Nutritional and Temporal Effects on Hypopharyngeal Glands of Africanized Honeybees (Hymenoptera – Apidae)
Keywords:nutrition, hypopharyngeal glands, pollen, Apis mellifera, royal jelly
The hypopharyngeal gland (HG), along with the mandibular gland from Apis mellifera workers plays a fundamental role on the development of the hive. The protein based substances produced by the hypopharyngeal and mandibular glands are two important component of the royal jelly, which is responsible for caste differentiation and used to feed larvae, drones and the queen. Several factors may alter the physiology of glandular structures in honeybees and consequently their role within the beehive, and one of the most important factors is their nutritional status. However, few studies have evaluated the development of HG against different diets on Africanized honeybees. Our experiment was composed of four diets (treatments) offered to different groups of workers: (T1) honey, (T2) honey + soybean extract, (T3) honey + pollen and (T4) sucrose solution. The development of the glands was evaluated in two periods: 7 and 10 days of exposure to the diet types. According to the results, an interference of the diet on the acini area of the HG was observed.
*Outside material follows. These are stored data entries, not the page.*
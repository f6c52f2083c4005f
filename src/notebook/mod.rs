//! Notebook model consumed by the archive and export operations.
//!
//! The engine treats a notebook as a tree of `Node`s, each backed by a
//! directory on disk, behind the `Notebook` trait. `FsNotebook` is the
//! filesystem-backed implementation: every node directory carries a
//! `node.json` metadata file, and child nodes are the sub-directories that
//! carry one too.

use crate::constants::{
    CONTENT_TYPE_DIR, CONTENT_TYPE_PAGE, NODE_METADATA_FILE, NODE_URL_PREFIX, PAGE_FILE,
};
use crate::errors::NotebookError;
use serde::{Deserialize, Serialize};
use std::ffi::OsStr;
use std::fs;
use std::path::{Path, PathBuf};
use tracing::debug;
use uuid::Uuid;

/// What a node holds, decided from its content type.
#[derive(Debug, Clone, PartialEq, Eq)]
pub enum NodeKind {
    /// A rich page stored as XHTML in `page.html`.
    Page,
    /// A plain folder of other nodes.
    Directory,
    /// Any other content type, kept verbatim.
    Other(String),
}

impl NodeKind {
    pub fn from_content_type(content_type: &str) -> Self {
        match content_type {
            CONTENT_TYPE_PAGE => NodeKind::Page,
            CONTENT_TYPE_DIR => NodeKind::Directory,
            other => NodeKind::Other(other.to_string()),
        }
    }

    pub fn content_type(&self) -> &str {
        match self {
            NodeKind::Page => CONTENT_TYPE_PAGE,
            NodeKind::Directory => CONTENT_TYPE_DIR,
            NodeKind::Other(content_type) => content_type,
        }
    }
}

/// On-disk contents of `node.json`.
#[derive(Debug, Clone, PartialEq, Eq, Serialize, Deserialize)]
pub struct NodeMetadata {
    pub id: String,
    pub title: String,
    pub content_type: String,
    #[serde(default, skip_serializing_if = "Option::is_none")]
    pub order: Option<u32>,
}

/// One element of the notebook tree: the root or a page.
#[derive(Debug, Clone, PartialEq, Eq)]
pub struct Node {
    id: String,
    title: String,
    path: PathBuf,
    kind: NodeKind,
    order: Option<u32>,
    children: Vec<Node>,
}

impl Node {
    pub fn new(
        id: impl Into<String>,
        title: impl Into<String>,
        path: impl Into<PathBuf>,
        kind: NodeKind,
    ) -> Self {
        Node {
            id: id.into(),
            title: title.into(),
            path: path.into(),
            kind,
            order: None,
            children: Vec::new(),
        }
    }

    pub fn id(&self) -> &str {
        &self.id
    }

    pub fn title(&self) -> &str {
        &self.title
    }

    pub fn set_title(&mut self, title: impl Into<String>) {
        self.title = title.into();
    }

    pub fn path(&self) -> &Path {
        &self.path
    }

    /// Last component of the node's path; the child's folder name in its parent.
    pub fn basename(&self) -> &OsStr {
        self.path.file_name().unwrap_or_default()
    }

    pub fn kind(&self) -> &NodeKind {
        &self.kind
    }

    pub fn children(&self) -> &[Node] {
        &self.children
    }

    /// Number of nodes in this subtree, including `self`.
    pub fn count(&self) -> usize {
        1 + self.children.iter().map(Node::count).sum::<usize>()
    }

    pub fn find_by_id(&self, id: &str) -> Option<&Node> {
        if self.id == id {
            return Some(self);
        }
        self.children.iter().find_map(|child| child.find_by_id(id))
    }

    fn find_by_id_mut(&mut self, id: &str) -> Option<&mut Node> {
        if self.id == id {
            return Some(self);
        }
        self.children
            .iter_mut()
            .find_map(|child| child.find_by_id_mut(id))
    }

    fn metadata(&self) -> NodeMetadata {
        NodeMetadata {
            id: self.id.clone(),
            title: self.title.clone(),
            content_type: self.kind.content_type().to_string(),
            order: self.order,
        }
    }
}

/// A notebook the engine can archive or export.
///
/// Implementations own the node tree; the engine only reads it, apart from
/// asking it to persist pending edits with `save` before starting.
pub trait Notebook {
    /// The root node, whose path is the notebook directory.
    fn root(&self) -> &Node;

    /// Persists any in-memory edits to disk.
    fn save(&self) -> Result<(), NotebookError>;

    fn path(&self) -> &Path {
        self.root().path()
    }

    fn node_by_id(&self, id: &str) -> Option<&Node> {
        self.root().find_by_id(id)
    }
}

/// A notebook stored as nested directories with `node.json` metadata files.
#[derive(Debug, Clone)]
pub struct FsNotebook {
    root: Node,
}

impl FsNotebook {
    /// Loads the notebook rooted at `path`.
    ///
    /// # Errors
    ///
    /// Returns `NotebookError::NotFound` if `path` has no `node.json`, and
    /// `Io` or `Metadata` errors if a node cannot be read or parsed.
    pub fn open(path: &Path) -> Result<Self, NotebookError> {
        debug!("Opening notebook at {:?}", path);
        let root = load_node(path)?;
        Ok(FsNotebook { root })
    }

    /// Creates a new, empty notebook directory at `path`.
    pub fn create(path: &Path, title: &str) -> Result<Self, NotebookError> {
        fs::create_dir_all(path).map_err(|source| NotebookError::Io {
            path: path.to_path_buf(),
            source,
        })?;
        let root = Node::new(new_node_id(), title, path, NodeKind::Directory);
        write_metadata(&root)?;
        Ok(FsNotebook { root })
    }

    /// Adds a page under the node `parent_id`, writing its folder, metadata
    /// and `page.html`. Returns the new node's id.
    pub fn add_page(
        &mut self,
        parent_id: &str,
        basename: &str,
        title: &str,
        html: &str,
    ) -> Result<String, NotebookError> {
        let parent = self
            .root
            .find_by_id_mut(parent_id)
            .ok_or_else(|| NotebookError::NotFound {
                path: PathBuf::from(parent_id),
            })?;

        let path = parent.path.join(basename);
        fs::create_dir(&path).map_err(|source| NotebookError::Io {
            path: path.clone(),
            source,
        })?;

        let mut page = Node::new(new_node_id(), title, &path, NodeKind::Page);
        page.order = Some(parent.children.len() as u32);
        write_metadata(&page)?;

        let page_path = path.join(PAGE_FILE);
        fs::write(&page_path, html).map_err(|source| NotebookError::Io {
            path: page_path,
            source,
        })?;

        let id = page.id.clone();
        parent.children.push(page);
        Ok(id)
    }

    /// Mutable access to a node, for edits that `save` will persist.
    pub fn node_mut(&mut self, id: &str) -> Option<&mut Node> {
        self.root.find_by_id_mut(id)
    }
}

impl Notebook for FsNotebook {
    fn root(&self) -> &Node {
        &self.root
    }

    fn save(&self) -> Result<(), NotebookError> {
        debug!("Saving notebook {:?}", self.root.path());
        save_node(&self.root)
    }
}

fn new_node_id() -> String {
    Uuid::new_v4().to_string()
}

fn save_node(node: &Node) -> Result<(), NotebookError> {
    write_metadata(node)?;
    node.children.iter().try_for_each(save_node)
}

fn write_metadata(node: &Node) -> Result<(), NotebookError> {
    let path = node.path.join(NODE_METADATA_FILE);
    let json =
        serde_json::to_string_pretty(&node.metadata()).map_err(|source| NotebookError::Metadata {
            path: path.clone(),
            source,
        })?;
    fs::write(&path, json).map_err(|source| NotebookError::Io { path, source })
}

fn load_node(path: &Path) -> Result<Node, NotebookError> {
    let metadata_path = path.join(NODE_METADATA_FILE);
    if !metadata_path.is_file() {
        return Err(NotebookError::NotFound {
            path: path.to_path_buf(),
        });
    }

    let raw = fs::read_to_string(&metadata_path).map_err(|source| NotebookError::Io {
        path: metadata_path.clone(),
        source,
    })?;
    let metadata: NodeMetadata =
        serde_json::from_str(&raw).map_err(|source| NotebookError::Metadata {
            path: metadata_path,
            source,
        })?;

    let mut children = Vec::new();
    let entries = fs::read_dir(path).map_err(|source| NotebookError::Io {
        path: path.to_path_buf(),
        source,
    })?;
    for entry in entries {
        let entry = entry.map_err(|source| NotebookError::Io {
            path: path.to_path_buf(),
            source,
        })?;
        let child_path = entry.path();
        // file_type() does not follow symlinks, so linked folders are not children
        let is_dir = entry.file_type().map(|t| t.is_dir()).unwrap_or(false);
        if is_dir && child_path.join(NODE_METADATA_FILE).is_file() {
            children.push(load_node(&child_path)?);
        }
    }
    children.sort_by(|a, b| {
        (a.order.unwrap_or(u32::MAX), a.basename()).cmp(&(b.order.unwrap_or(u32::MAX), b.basename()))
    });

    let mut node = Node::new(
        metadata.id,
        metadata.title,
        path,
        NodeKind::from_content_type(&metadata.content_type),
    );
    node.order = metadata.order;
    node.children = children;
    Ok(node)
}

/// Builds the internal link URL for a node id.
pub fn node_url(id: &str) -> String {
    format!("{}/{}", NODE_URL_PREFIX, id)
}

/// Splits an internal node link into `(host, node_id)`.
///
/// # Examples
///
/// ```
/// use notebook_archiver::notebook::parse_node_url;
///
/// assert_eq!(parse_node_url("nbk:///abc-123"), Some(("", "abc-123")));
/// assert_eq!(parse_node_url("nbk://local/abc"), Some(("local", "abc")));
/// assert_eq!(parse_node_url("https://example.com/abc"), None);
/// ```
pub fn parse_node_url(url: &str) -> Option<(&str, &str)> {
    let rest = url.strip_prefix(NODE_URL_PREFIX)?;
    let (host, id) = rest.split_once('/')?;
    if id.is_empty() {
        None
    } else {
        Some((host, id))
    }
}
Bees that were fed with the sucrose solution or soybean extract presented the smallest acini areas as compared to the other treatments. The time of exposure to the different types of diets also had an effect on acini areas. Worker bees fed with honey and soybean extract for 10 days presented smaller acini areas when compared to bees dissected at the 7th day of exposure to those same diet types. Nevertheless, we also observed that factors other than just nutrition are important to the full development of the HG, such as the stimulus promoted by the young breeds.